The Supreme Court is just as guilty as Wal-Mart this time.
During the late 19th Century, the US Supreme Court was a notoriously corrupt subsidiary of wealthy and corporate interests. The current Court seems determined to match its filthy past if not surpass it. And, it didn't stop with the blatantly illegal Citizens United decision.
Now, the Supreme Court has decided that Wal-Mart cannot face a class action suit on behalf of all of its female employees who work in a misogynist corporate culture deliberately designed to promote and perpetuate discrimination. The Majority decision (with an almost as blatantly illegal concurring decision" included these enormously disturbing comments by anti American, neo Nazi "Justice" Scalia. (Iowa Independent 6/21/11)
“The crux of this case is commonality — the rule requiring a plaintiff to show that ‘there are questions of law or fact common to the class,’” wrote Justice Antonin Scalia. “That language is easy to misread, since ‘[a]ny competently crafted class complaint literally raises common question.’ For example: Do all of us plaintiffs indeed work for Wal-Mart?
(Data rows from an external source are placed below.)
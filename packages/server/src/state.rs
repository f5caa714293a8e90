use std::sync::Arc;

use sea_orm::DatabaseConnection;

use crate::cache::{DASHBOARD_STATS_KEY, TtlCache};
use crate::config::AppConfig;
use crate::models::dashboard::DashboardResponse;

#[derive(Clone)]
pub struct AppState {
    pub db: DatabaseConnection,
    pub config: Arc<AppConfig>,
    pub stats_cache: Arc<TtlCache<DashboardResponse>>,
}

impl AppState {
    /// Drop the cached dashboard so the next read recomputes it.
    pub fn evict_stats(&self) {
        self.stats_cache.delete(DASHBOARD_STATS_KEY);
    }
}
Do our managers have discretion over pay? Is that an unlawful employment practice? What remedies should we get?
“Reciting these questions is not sufficient to obtain class certification. Commonality requires the plaintiff to demonstrate that the class members ‘have suffered the same injury.’ This does not mean merely that they have all suffered a violation of the same provision of law.”
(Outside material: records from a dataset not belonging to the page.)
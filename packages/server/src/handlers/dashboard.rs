use std::time::Duration;

use axum::Json;
use axum::extract::State;
use sea_orm::*;
use tracing::{debug, instrument};

use crate::cache::DASHBOARD_STATS_KEY;
use crate::entity::{score, student};
use crate::error::{AppError, ErrorBody};
use crate::extractors::auth::AuthUser;
use crate::models::dashboard::{DashboardResponse, ProfileResponse};
use crate::state::AppState;
use crate::stats;

#[utoipa::path(
    get,
    path = "/dashboard",
    tag = "Dashboard",
    operation_id = "getDashboard",
    summary = "Aggregate statistics",
    description = "Totals, the five most recent students and scores, component averages, and student count per class. Served from a cache that any write evicts; otherwise refreshed after `cache.stats_ttl_secs`.",
    responses(
        (status = 200, description = "Dashboard statistics", body = DashboardResponse),
        (status = 401, description = "Unauthorized (TOKEN_MISSING, TOKEN_INVALID)", body = ErrorBody),
    ),
    security(("jwt" = [])),
)]
#[instrument(skip(state, _auth_user))]
pub async fn dashboard(
    _auth_user: AuthUser,
    State(state): State<AppState>,
) -> Result<Json<DashboardResponse>, AppError> {
    if let Some(cached) = state.stats_cache.get(DASHBOARD_STATS_KEY) {
        return Ok(Json(cached));
    }

    debug!("Dashboard cache miss");
    let fresh = stats::dashboard(&state.db).await?;
    state.stats_cache.set(
        DASHBOARD_STATS_KEY,
        fresh.clone(),
        Duration::from_secs(state.config.cache.stats_ttl_secs),
    );
    Ok(Json(fresh))
}

#[utoipa::path(
    get,
    path = "/profile",
    tag = "Dashboard",
    operation_id = "getProfile",
    summary = "Current user with recent activity",
    responses(
        (status = 200, description = "Profile", body = ProfileResponse),
        (status = 401, description = "Unauthorized (TOKEN_MISSING, TOKEN_INVALID)", body = ErrorBody),
    ),
    security(("jwt" = [])),
)]
#[instrument(skip(state, auth_user), fields(user_id = auth_user.user_id))]
pub async fn profile(
    auth_user: AuthUser,
    State(state): State<AppState>,
) -> Result<Json<ProfileResponse>, AppError> {
    let total_students = student::Entity::find().count(&state.db).await?;
    let total_scores = score::Entity::find().count(&state.db).await?;
    let recent_scores = stats::recent_scores(&state.db, stats::RECENT_LIMIT).await?;

    Ok(Json(ProfileResponse {
        id: auth_user.user_id,
        username: auth_user.username,
        role: auth_user.role,
        total_students,
        total_scores,
        recent_scores,
    }))
}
Scalia adds that there must be “some glue holding the alleged reasons,” in order to answer the question of why some female workers were disfavored. There is no proof, he states, that Wal-Mart “operated under a general policy of discrimination” toward all female workers, noting that the company’s announced policy bans discrimination on gender. He dismissed earlier testimony by Dr. William Bielby, a sociology expert, who pointed to analysis of the company’s social framework to show a pattern of stereotyping by Wal-Mart.
We know the ruling had no basis in law because it was written by Antonin Scalia, author of the fraudulent and treasonous Bush v. Gore decision. However, it is critical to point out certain extreme dishonesties in this rhetoric.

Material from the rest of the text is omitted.